This week I want to talk to you about how progress sneaks up on you one tiny step after another until one day you realise that the whole world has changed and is completely different.
Next year will mark 35 years since I joined the wine industry after a short stint as an accountant. So here are just some of the changes that have occurred in the Australian wine industry during the course of my journey.
This is what wine in Australia looked like in the mid-1980s:
►We were only 10-15 years into the “experiment” with table wines after nearly a century of being almost entirely fortified wine drinkers (port, sherry, etc.).
►At that time, wine drinking was still to a large extent something done by those “European Ethnics” and the “Upper Crust” as most real Aussies drank beer, with Sherry for the ladies.
►There were only a handful of boutique wineries across the country, to a large extent prompted by Dr Max Lake who created, Lake's Folly, in the Hunter Valley, in 1967. In total there were probably around 300-350 wineries in the whole country.
►We drank generically labelled wines like: Rhine Riesling (usually in a brown bottle), White Burgundy, Chablis, Burgundy and Claret and for “afters”, Spätlese or Auslese wines followed by port, and more port. Very few wines were varietally labelled in those days. There are probably more wineries in the Barossa + McLaren Vale today than there were in all of Australia in those days. Treasury Wines is probably bigger today than the whole Australian wine industry was then. The oldies drank Sherry, Brandy and cask wine such as Coolabah, Lindemans, Stanley, Kaiser Stuhl, etc. and bottled wine was for them something only to be had on very special occasions.
►Australia barely exported any wine – 5% of production – max!
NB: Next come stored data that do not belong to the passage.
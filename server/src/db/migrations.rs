//! Linear, additive schema migrations, versioned in `PRAGMA user_version`.
//! Each step runs in its own transaction; a datastore at version N gets
//! every step after N applied in order.

use rusqlite::Connection;

use crate::Error;

/// v1: the mesh core - hub, routers, remotes, exits, failover, ordering,
/// identity, audit, at-rest encryption metadata.
const V1_MESH: &str = "
CREATE TABLE ssh_hosts (
    id          INTEGER PRIMARY KEY,
    name        TEXT NOT NULL UNIQUE,
    host        TEXT NOT NULL,
    port        INTEGER NOT NULL DEFAULT 22,
    user        TEXT NOT NULL DEFAULT 'root',
    key_path    TEXT,
    config_dir  TEXT NOT NULL
);

CREATE TABLE servers (
    id             INTEGER PRIMARY KEY,
    hostname       TEXT NOT NULL UNIQUE,
    endpoint       TEXT NOT NULL,
    ipv4_cidr      TEXT,
    ipv6_cidr      TEXT,
    ipv4_addr      TEXT UNIQUE,
    ipv6_addr      TEXT UNIQUE,
    public_key     TEXT NOT NULL UNIQUE,
    private_key    TEXT NOT NULL,
    permanent_guid TEXT NOT NULL UNIQUE,
    listen_port    INTEGER NOT NULL,
    mtu            INTEGER,
    ssh_host_id    INTEGER REFERENCES ssh_hosts (id) ON DELETE SET NULL
);

CREATE TABLE exits (
    id             INTEGER PRIMARY KEY,
    server_id      INTEGER NOT NULL,
    hostname       TEXT NOT NULL UNIQUE,
    endpoint       TEXT NOT NULL,
    listen_port    INTEGER NOT NULL,
    ipv4_addr      TEXT UNIQUE,
    ipv6_addr      TEXT UNIQUE,
    public_key     TEXT NOT NULL UNIQUE,
    private_key    TEXT,
    permanent_guid TEXT NOT NULL UNIQUE,
    ssh_host_id    INTEGER REFERENCES ssh_hosts (id) ON DELETE SET NULL,
    FOREIGN KEY (server_id) REFERENCES servers (id) ON DELETE CASCADE
);

CREATE TABLE exit_groups (
    id                  INTEGER PRIMARY KEY,
    name                TEXT NOT NULL UNIQUE,
    strategy            TEXT NOT NULL DEFAULT 'priority',
    check_interval_secs INTEGER NOT NULL DEFAULT 30,
    check_timeout_secs  INTEGER NOT NULL DEFAULT 5,
    rr_cursor           INTEGER NOT NULL DEFAULT 0
);

CREATE TABLE exit_group_members (
    group_id            INTEGER NOT NULL,
    exit_id             INTEGER NOT NULL,
    seq                 INTEGER NOT NULL,
    static_priority     INTEGER NOT NULL DEFAULT 0,
    priority_adjustment INTEGER NOT NULL DEFAULT 0,
    weight              INTEGER NOT NULL DEFAULT 1,
    enabled             INTEGER NOT NULL DEFAULT 1,
    PRIMARY KEY (group_id, exit_id),
    FOREIGN KEY (group_id) REFERENCES exit_groups (id) ON DELETE CASCADE,
    FOREIGN KEY (exit_id) REFERENCES exits (id) ON DELETE CASCADE
);

CREATE TABLE exit_health (
    exit_id               INTEGER PRIMARY KEY,
    state                 TEXT NOT NULL DEFAULT 'healthy',
    last_check_at         TEXT,
    latency_ms            INTEGER,
    consecutive_failures  INTEGER NOT NULL DEFAULT 0,
    consecutive_successes INTEGER NOT NULL DEFAULT 0,
    last_success_at       TEXT,
    last_failure_at       TEXT,
    failure_reason        TEXT,
    FOREIGN KEY (exit_id) REFERENCES exits (id) ON DELETE CASCADE
);

CREATE TABLE failover_history (
    id             INTEGER PRIMARY KEY,
    remote_id      INTEGER NOT NULL,
    group_id       INTEGER NOT NULL,
    from_exit_id   INTEGER,
    to_exit_id     INTEGER,
    trigger_reason TEXT NOT NULL,
    success        INTEGER NOT NULL,
    error_message  TEXT,
    timestamp      TEXT NOT NULL
);

CREATE TABLE remotes (
    id                 INTEGER PRIMARY KEY,
    server_id          INTEGER NOT NULL,
    hostname           TEXT NOT NULL UNIQUE,
    ipv4_addr          TEXT UNIQUE,
    ipv6_addr          TEXT UNIQUE,
    public_key         TEXT NOT NULL UNIQUE,
    private_key        TEXT,
    permanent_guid     TEXT NOT NULL UNIQUE,
    access_level       TEXT NOT NULL DEFAULT 'vpn_only',
    custom_allowed_ips TEXT,
    exit_node_id       INTEGER REFERENCES exits (id) ON DELETE SET NULL,
    exit_group_id      INTEGER REFERENCES exit_groups (id) ON DELETE SET NULL,
    active_exit_id     INTEGER REFERENCES exits (id) ON DELETE SET NULL,
    preshared_key      TEXT,
    keepalive          INTEGER,
    last_rotated_at    TEXT,
    FOREIGN KEY (server_id) REFERENCES servers (id) ON DELETE CASCADE
);

CREATE TABLE remote_lans (
    remote_id INTEGER NOT NULL,
    seq       INTEGER NOT NULL,
    cidr      TEXT NOT NULL,
    PRIMARY KEY (remote_id, seq),
    FOREIGN KEY (remote_id) REFERENCES remotes (id) ON DELETE CASCADE
);

CREATE TABLE routers (
    id             INTEGER PRIMARY KEY,
    server_id      INTEGER NOT NULL,
    hostname       TEXT NOT NULL UNIQUE,
    ipv4_addr      TEXT UNIQUE,
    ipv6_addr      TEXT UNIQUE,
    endpoint       TEXT,
    has_endpoint   INTEGER NOT NULL DEFAULT 0,
    allowed_ips    TEXT NOT NULL,
    public_key     TEXT NOT NULL UNIQUE,
    private_key    TEXT,
    permanent_guid TEXT NOT NULL UNIQUE,
    ssh_host_id    INTEGER REFERENCES ssh_hosts (id) ON DELETE SET NULL,
    FOREIGN KEY (server_id) REFERENCES servers (id) ON DELETE CASCADE
);

CREATE TABLE router_lans (
    router_id INTEGER NOT NULL,
    seq       INTEGER NOT NULL,
    cidr      TEXT NOT NULL,
    PRIMARY KEY (router_id, seq),
    FOREIGN KEY (router_id) REFERENCES routers (id) ON DELETE CASCADE
);

CREATE TABLE hooks (
    id         INTEGER PRIMARY KEY,
    owner_type TEXT NOT NULL,
    owner_id   INTEGER NOT NULL,
    direction  TEXT NOT NULL,
    seq        INTEGER NOT NULL,
    text       TEXT,
    tag        TEXT,
    template   TEXT,
    UNIQUE (owner_type, owner_id, direction, seq)
);

CREATE TABLE peer_order (
    server_id INTEGER NOT NULL,
    seq       INTEGER NOT NULL,
    role      TEXT NOT NULL,
    peer_id   INTEGER NOT NULL,
    PRIMARY KEY (server_id, seq),
    UNIQUE (server_id, role, peer_id),
    FOREIGN KEY (server_id) REFERENCES servers (id) ON DELETE CASCADE
);

CREATE TABLE key_rotation_history (
    id             INTEGER PRIMARY KEY,
    entity_type    TEXT NOT NULL,
    entity_id      INTEGER NOT NULL,
    permanent_guid TEXT NOT NULL,
    old_public_key TEXT NOT NULL,
    new_public_key TEXT NOT NULL,
    rotated_at     TEXT NOT NULL,
    reason         TEXT NOT NULL
);

CREATE TABLE audit_log (
    id                INTEGER PRIMARY KEY,
    event_type        TEXT NOT NULL,
    category          TEXT NOT NULL,
    severity          TEXT NOT NULL,
    entity_type       TEXT,
    entity_id         INTEGER,
    entity_guid       TEXT,
    operator          TEXT NOT NULL,
    operator_source   TEXT NOT NULL,
    details           TEXT NOT NULL,
    timestamp         TEXT NOT NULL,
    previous_hash     TEXT NOT NULL,
    entry_hash        TEXT NOT NULL,
    merkle_root       TEXT,
    merkle_tree_index INTEGER
);

CREATE TABLE audit_checkpoints (
    id          INTEGER PRIMARY KEY,
    start_id    INTEGER NOT NULL,
    end_id      INTEGER NOT NULL,
    merkle_root TEXT NOT NULL,
    created_at  TEXT NOT NULL
);

CREATE TABLE vault_meta (
    id     INTEGER PRIMARY KEY CHECK (id = 1),
    kdf    TEXT NOT NULL,
    m_cost INTEGER NOT NULL,
    t_cost INTEGER NOT NULL,
    p_cost INTEGER NOT NULL,
    salt   TEXT NOT NULL,
    canary TEXT NOT NULL
);

CREATE TABLE config_documents (
    owner_type TEXT NOT NULL,
    owner_id   INTEGER NOT NULL,
    text       TEXT NOT NULL,
    updated_at TEXT NOT NULL,
    PRIMARY KEY (owner_type, owner_id)
);
";

/// v2: extramural configs - sponsors, local peers, per-config peers with the
/// single-active invariant enforced by triggers.
const V2_EXTRAMURAL: &str = "
CREATE TABLE sponsors (
    id      INTEGER PRIMARY KEY,
    name    TEXT NOT NULL UNIQUE,
    website TEXT
);

CREATE TABLE local_peers (
    id             INTEGER PRIMARY KEY,
    name           TEXT NOT NULL UNIQUE,
    permanent_guid TEXT UNIQUE,
    ssh_host_id    INTEGER REFERENCES ssh_hosts (id) ON DELETE SET NULL
);

CREATE TABLE extramural_configs (
    id                    INTEGER PRIMARY KEY,
    local_peer_id         INTEGER NOT NULL,
    sponsor_id            INTEGER NOT NULL,
    permanent_guid        TEXT NOT NULL UNIQUE,
    public_key            TEXT NOT NULL,
    private_key           TEXT NOT NULL,
    ipv4_addr             TEXT,
    ipv6_addr             TEXT,
    dns                   TEXT NOT NULL DEFAULT '',
    mtu                   INTEGER,
    listen_port           INTEGER,
    interface_name        TEXT NOT NULL,
    pending_remote_update INTEGER NOT NULL DEFAULT 0,
    last_deployed_at      TEXT,
    last_key_rotation_at  TEXT,
    UNIQUE (local_peer_id, sponsor_id),
    FOREIGN KEY (local_peer_id) REFERENCES local_peers (id) ON DELETE CASCADE,
    FOREIGN KEY (sponsor_id) REFERENCES sponsors (id) ON DELETE CASCADE
);

CREATE TABLE extramural_peers (
    id            INTEGER PRIMARY KEY,
    config_id     INTEGER NOT NULL,
    name          TEXT NOT NULL,
    public_key    TEXT NOT NULL,
    endpoint      TEXT NOT NULL,
    allowed_ips   TEXT NOT NULL,
    preshared_key TEXT,
    keepalive     INTEGER,
    is_active     INTEGER NOT NULL DEFAULT 0,
    UNIQUE (config_id, name),
    FOREIGN KEY (config_id) REFERENCES extramural_configs (id) ON DELETE CASCADE
);

CREATE TRIGGER extramural_single_active_on_update
AFTER UPDATE OF is_active ON extramural_peers
WHEN NEW.is_active = 1
BEGIN
    UPDATE extramural_peers SET is_active = 0
    WHERE config_id = NEW.config_id AND id != NEW.id AND is_active = 1;
END;

CREATE TRIGGER extramural_single_active_on_insert
AFTER INSERT ON extramural_peers
WHEN NEW.is_active = 1
BEGIN
    UPDATE extramural_peers SET is_active = 0
    WHERE config_id = NEW.config_id AND id != NEW.id AND is_active = 1;
END;
";

/// v3: read-only API tokens and audit archival.
const V3_API_AND_ARCHIVE: &str = "
CREATE TABLE api_tokens (
    id         INTEGER PRIMARY KEY,
    name       TEXT NOT NULL UNIQUE,
    token_hash TEXT NOT NULL,
    salt       TEXT NOT NULL,
    scope      TEXT NOT NULL DEFAULT 'read',
    created_at TEXT NOT NULL
);

CREATE TABLE audit_archive (
    id                INTEGER PRIMARY KEY,
    event_type        TEXT NOT NULL,
    category          TEXT NOT NULL,
    severity          TEXT NOT NULL,
    entity_type       TEXT,
    entity_id         INTEGER,
    entity_guid       TEXT,
    operator          TEXT NOT NULL,
    operator_source   TEXT NOT NULL,
    details           TEXT NOT NULL,
    timestamp         TEXT NOT NULL,
    previous_hash     TEXT NOT NULL,
    entry_hash        TEXT NOT NULL,
    merkle_root       TEXT,
    merkle_tree_index INTEGER
);
";

/// v4: rolling latency window on exit health rows, feeding the median-based
/// `latency` selection strategy. Stored as a comma-separated list, oldest
/// sample first.
const V4_LATENCY_WINDOW: &str = "
ALTER TABLE exit_health ADD COLUMN latency_samples TEXT NOT NULL DEFAULT '';
";

const MIGRATIONS: &[&str] = &[V1_MESH, V2_EXTRAMURAL, V3_API_AND_ARCHIVE, V4_LATENCY_WINDOW];

pub fn current_version(conn: &Connection) -> Result<i64, Error> {
    Ok(conn.pragma_query_value(None, "user_version", |row| row.get(0))?)
}

pub fn run(conn: &mut Connection) -> Result<(), Error> {
    let version = current_version(conn)? as usize;
    if version > MIGRATIONS.len() {
        return Err(Error::Fatal(format!(
            "datastore schema version {} is newer than this binary understands ({})",
            version,
            MIGRATIONS.len()
        )));
    }
    for (idx, sql) in MIGRATIONS.iter().enumerate().skip(version) {
        log::info!("migrating datastore schema to version {}", idx + 1);
        let tx = conn.transaction()?;
        tx.execute_batch(sql)?;
        tx.pragma_update(None, "user_version", (idx + 1) as i64)?;
        tx.commit()?;
    }
    Ok(())
}

#[cfg(test)]
mod tests {
    use super::*;

    #[test]
    fn migrations_apply_cleanly_and_are_idempotent() {
        let mut conn = Connection::open_in_memory().unwrap();
        conn.pragma_update(None, "foreign_keys", 1).unwrap();
        run(&mut conn).unwrap();
        assert_eq!(current_version(&conn).unwrap(), MIGRATIONS.len() as i64);
        // A second run is a no-op.
        run(&mut conn).unwrap();
        assert_eq!(current_version(&conn).unwrap(), MIGRATIONS.len() as i64);
    }

    #[test]
    fn newer_schema_is_refused() {
        let mut conn = Connection::open_in_memory().unwrap();
        conn.pragma_update(None, "user_version", 99).unwrap();
        assert!(matches!(run(&mut conn), Err(Error::Fatal(_))));
    }
}
impl FromStr for AccessLevel {
    type Err = &'static str;

    fn from_str(s: &str) -> Result<Self, Self::Err> {
        match s {
            "full_access" => Ok(AccessLevel::FullAccess),
            "vpn_only" => Ok(AccessLevel::VpnOnly),
            "lan_only" => Ok(AccessLevel::LanOnly),
            "custom" => Ok(AccessLevel::Custom),
            "exit_only" => Ok(AccessLevel::ExitOnly),
            _ => Err("one of: full_access, vpn_only, lan_only, custom, exit_only"),
        }
    }
}

impl Display for AccessLevel {
    fn fmt(&self, f: &mut Formatter<'_>) -> fmt::Result {
        f.write_str(self.as_str())
    }
}

/// Circuit-breaker state of an exit node.
#[derive(Clone, Copy, Debug, PartialEq, Eq, Serialize, Deserialize)]
#[serde(rename_all = "snake_case")]
pub enum HealthState {
    Healthy,
    Degraded,
    Failed,
}

impl HealthState {
    pub fn as_str(&self) -> &'static str {
        match self {
            HealthState::Healthy => "healthy",
            HealthState::Degraded => "degraded",
            HealthState::Failed => "failed",
        }
    }
}

impl FromStr for HealthState {
    type Err = &'static str;

    fn from_str(s: &str) -> Result<Self, Self::Err> {
        match s {
            "healthy" => Ok(HealthState::Healthy),
            "degraded" => Ok(HealthState::Degraded),
            "failed" => Ok(HealthState::Failed),
            _ => Err("one of: healthy, degraded, failed"),
        }
    }
}

#[derive(Clone, Copy, Debug, Default, PartialEq, Eq, Serialize, Deserialize)]
#[serde(rename_all = "snake_case")]
pub enum SelectionStrategy {
    #[default]
    Priority,
    RoundRobin,
    Latency,
}

impl SelectionStrategy {
    pub fn as_str(&self) -> &'static str {
        match self {
            SelectionStrategy::Priority => "priority",
            SelectionStrategy::RoundRobin => "round_robin",
            SelectionStrategy::Latency => "latency",
        }
    }
}

impl FromStr for SelectionStrategy {
    type Err = &'static str;

    fn from_str(s: &str) -> Result<Self, Self::Err> {
        match s {
            "priority" => Ok(SelectionStrategy::Priority),
            "round_robin" => Ok(SelectionStrategy::RoundRobin),
            "latency" => Ok(SelectionStrategy::Latency),
            _ => Err("one of: priority, round_robin, latency"),
        }
    }
}

/// Which table a hub peer-ordering row points into.
#[derive(Clone, Copy, Debug, PartialEq, Eq, Serialize, Deserialize)]
#[serde(rename_all = "snake_case")]
pub enum PeerRole {
    Router,
    Remote,
    Exit,
}

impl PeerRole {
    pub fn as_str(&self) -> &'static str {
        match self {
            PeerRole::Router => "router",
            PeerRole::Remote => "remote",
            PeerRole::Exit => "exit",
        }
    }
}

impl FromStr for PeerRole {
    type Err = &'static str;

    fn from_str(s: &str) -> Result<Self, Self::Err> {
        match s {
            "router" => Ok(PeerRole::Router),
            "remote" => Ok(PeerRole::Remote),
            "exit" => Ok(PeerRole::Exit),
            _ => Err("one of: router, remote, exit"),
        }
    }
}

/// One row of a hub's total peer order.
#[derive(Clone, Debug, PartialEq, Eq, Serialize, Deserialize)]
pub struct PeerOrderEntry {
    pub seq: i64,
    pub role: PeerRole,
    pub peer_id: i64,
}

/// The coordination server: the public hub every mesh peer talks to.
#[derive(Clone, Debug, PartialEq, Eq, Serialize, Deserialize)]
pub struct ServerContents {
    pub hostname: Hostname,
    pub endpoint: Endpoint,
    pub ipv4_cidr: Option<Ipv4Net>,
    pub ipv6_cidr: Option<Ipv6Net>,
    pub ipv4_addr: Option<Ipv4Addr>,
    pub ipv6_addr: Option<Ipv6Addr>,
    pub public_key: String,
    pub permanent_guid: String,
    pub listen_port: u16,
    pub mtu: Option<u16>,
    pub ssh_host_id: Option<i64>,
}

impl ServerContents {
    /// VPN addresses as /32 + /128 nets, v4 first.
    pub fn addresses(&self) -> Vec<IpNet> {
        let mut addrs = Vec::new();
        if let Some(v4) = self.ipv4_addr {
            addrs.push(IpNet::new(IpAddr::V4(v4), 32).unwrap());
        }
        if let Some(v6) = self.ipv6_addr {
            addrs.push(IpNet::new(IpAddr::V6(v6), 128).unwrap());
        }
        addrs
    }

    /// The VPN network ranges, v4 first.
    pub fn vpn_cidrs(&self) -> Vec<IpNet> {
        let mut cidrs = Vec::new();
        if let Some(v4) = self.ipv4_cidr {
            cidrs.push(IpNet::V4(v4));
        }
        if let Some(v6) = self.ipv6_cidr {
            cidrs.push(IpNet::V6(v6));
        }
        cidrs
    }
}

#[derive(Clone, Debug, PartialEq, Eq, Serialize, Deserialize)]
pub struct Server {
    pub id: i64,

    #[serde(flatten)]
    pub contents: ServerContents,
}

impl Deref for Server {
    type Target = ServerContents;

    fn deref(&self) -> &Self::Target {
        &self.contents
    }
}

impl DerefMut for Server {
    fn deref_mut(&mut self) -> &mut Self::Target {
        &mut self.contents
    }
}

/// A subnet router: a peer advertising LAN prefixes into the VPN.
#[derive(Clone, Debug, PartialEq, Eq, Serialize, Deserialize)]
pub struct RouterContents {
    pub server_id: i64,
    pub hostname: Hostname,
    pub ipv4_addr: Option<Ipv4Addr>,
    pub ipv6_addr: Option<Ipv6Addr>,
    /// `None` means the router sits behind CGNAT and the hub must not write
    /// an `Endpoint` line for it.
    pub endpoint: Option<Endpoint>,
    pub has_endpoint: bool,
    /// LAN prefixes advertised into the VPN, in operator order.
    pub lans: Vec<IpNet>,
    /// The exact AllowedIPs text written into the hub's peer block.
    pub allowed_ips: String,
    pub public_key: String,
    pub permanent_guid: String,
    pub ssh_host_id: Option<i64>,
}

#[derive(Clone, Debug, PartialEq, Eq, Serialize, Deserialize)]
pub struct Router {
    pub id: i64,

    #[serde(flatten)]
    pub contents: RouterContents,
}

impl Deref for Router {
    type Target = RouterContents;

    fn deref(&self) -> &Self::Target {
        &self.contents
    }
}

impl DerefMut for Router {
    fn deref_mut(&mut self) -> &mut Self::Target {
        &mut self.contents
    }
}

/// A client peer: laptop, phone, server that consumes the VPN.
#[derive(Clone, Debug, PartialEq, Eq, Serialize, Deserialize)]
pub struct RemoteContents {
    pub server_id: i64,
    pub hostname: Hostname,
    pub ipv4_addr: Option<Ipv4Addr>,
    pub ipv6_addr: Option<Ipv6Addr>,
    pub public_key: String,
    pub permanent_guid: String,
    pub access_level: AccessLevel,
    /// For `lan_only`: the subset of advertised LANs this remote may reach.
    pub lan_access: Vec<IpNet>,
    /// For `custom`: the operator-supplied exact AllowedIPs.
    pub custom_allowed_ips: Option<String>,
    pub exit_node_id: Option<i64>,
    pub exit_group_id: Option<i64>,
    /// The exit currently serving this remote (may differ from the static
    /// assignment after failover). `None` means "no exit".
    pub active_exit_id: Option<i64>,
    pub has_psk: bool,
    pub keepalive: Option<u16>,
    pub last_rotated_at: Option<DateTime<Utc>>,
}

impl RemoteContents {
    pub fn addresses(&self) -> Vec<IpNet> {
        let mut addrs = Vec::new();
        if let Some(v4) = self.ipv4_addr {
            addrs.push(IpNet::new(IpAddr::V4(v4), 32).unwrap());
        }
        if let Some(v6) = self.ipv6_addr {
            addrs.push(IpNet::new(IpAddr::V6(v6), 128).unwrap());
        }
        addrs
    }
}

#[derive(Clone, Debug, PartialEq, Eq, Serialize, Deserialize)]
pub struct Remote {
    pub id: i64,

    #[serde(flatten)]
    pub contents: RemoteContents,
}

impl Deref for Remote {
    type Target = RemoteContents;

    fn deref(&self) -> &Self::Target {
        &self.contents
    }
}

impl DerefMut for Remote {
    fn deref_mut(&mut self) -> &mut Self::Target {
        &mut self.contents
    }
}

/// An exit node: NATs remote traffic to the Internet.
#[derive(Clone, Debug, PartialEq, Eq, Serialize, Deserialize)]
pub struct ExitContents {
    pub server_id: i64,
    pub hostname: Hostname,
    pub endpoint: Endpoint,
    pub listen_port: u16,
    pub ipv4_addr: Option<Ipv4Addr>,
    pub ipv6_addr: Option<Ipv6Addr>,
    pub public_key: String,
    pub permanent_guid: String,
    pub ssh_host_id: Option<i64>,
}

impl ExitContents {
    pub fn addresses(&self) -> Vec<IpNet> {
        let mut addrs = Vec::new();
        if let Some(v4) = self.ipv4_addr {
            addrs.push(IpNet::new(IpAddr::V4(v4), 32).unwrap());
        }
        if let Some(v6) = self.ipv6_addr {
            addrs.push(IpNet::new(IpAddr::V6(v6), 128).unwrap());
        }
        addrs
    }
}

#[derive(Clone, Debug, PartialEq, Eq, Serialize, Deserialize)]
pub struct Exit {
    pub id: i64,

    #[serde(flatten)]
    pub contents: ExitContents,
}

impl Deref for Exit {
    type Target = ExitContents;

    fn deref(&self) -> &Self::Target {
        &self.contents
    }
}

impl DerefMut for Exit {
    fn deref_mut(&mut self) -> &mut Self::Target {
        &mut self.contents
    }
}

/// A named set of exit nodes with a selection strategy.
#[derive(Clone, Debug, PartialEq, Eq, Serialize, Deserialize)]
pub struct ExitGroupContents {
    pub name: String,
    pub strategy: SelectionStrategy,
    pub check_interval_secs: u32,
    pub check_timeout_secs: u32,
}

#[derive(Clone, Debug, PartialEq, Eq, Serialize, Deserialize)]
pub struct ExitGroup {
    pub id: i64,

    #[serde(flatten)]
    pub contents: ExitGroupContents,
}

impl Deref for ExitGroup {
    type Target = ExitGroupContents;

    fn deref(&self) -> &Self::Target {
        &self.contents
    }
}

#[derive(Clone, Debug, PartialEq, Eq, Serialize, Deserialize)]
pub struct ExitGroupMember {
    pub exit_id: i64,
    pub seq: i64,
    pub static_priority: i64,
    pub priority_adjustment: i64,
    pub weight: u32,
    pub enabled: bool,
}

/// Successful probe latencies kept per exit for the `latency` selection
/// strategy.
pub const LATENCY_WINDOW: usize = 5;

/// Health row for one exit node.
#[derive(Clone, Debug, PartialEq, Eq, Serialize, Deserialize)]
pub struct ExitHealth {
    pub exit_id: i64,
    pub state: HealthState,
    pub last_check_at: Option<DateTime<Utc>>,
    /// Latency of the most recent successful probe.
    pub latency_ms: Option<u32>,
    /// Rolling window of recent successful probe latencies, oldest first,
    /// capped at [`LATENCY_WINDOW`].
    pub latency_samples: Vec<u32>,
    pub consecutive_failures: u32,
    pub consecutive_successes: u32,
    pub last_success_at: Option<DateTime<Utc>>,
    pub last_failure_at: Option<DateTime<Utc>>,
    pub failure_reason: Option<String>,
}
I can recall the celebrations when Jacob's Creek became the very first Australian wine to be listed by a UK supermarket under its own label – before that they were all shipped over under the supermarket’s label. This was the very first step towards today’s export figures where until the Chinese Government screwed us, we were heading towards a 50/50 split between domestic consumption and exports on a production figure several factors larger than what it was in the mid-1980s.
►Most commercial wines were $0.99 a bottle but occasionally for a special occasion I would lash out and buy a bottle of McWilliams Elizabeth Hunter Riesling (Semillon) or McWilliams Phillip Claret for $3.99. I bought my first Grange (1979 vintage) for $26 and thought that was outrageous when a normal, perfectly good bottle of wine could be had for under $4.00.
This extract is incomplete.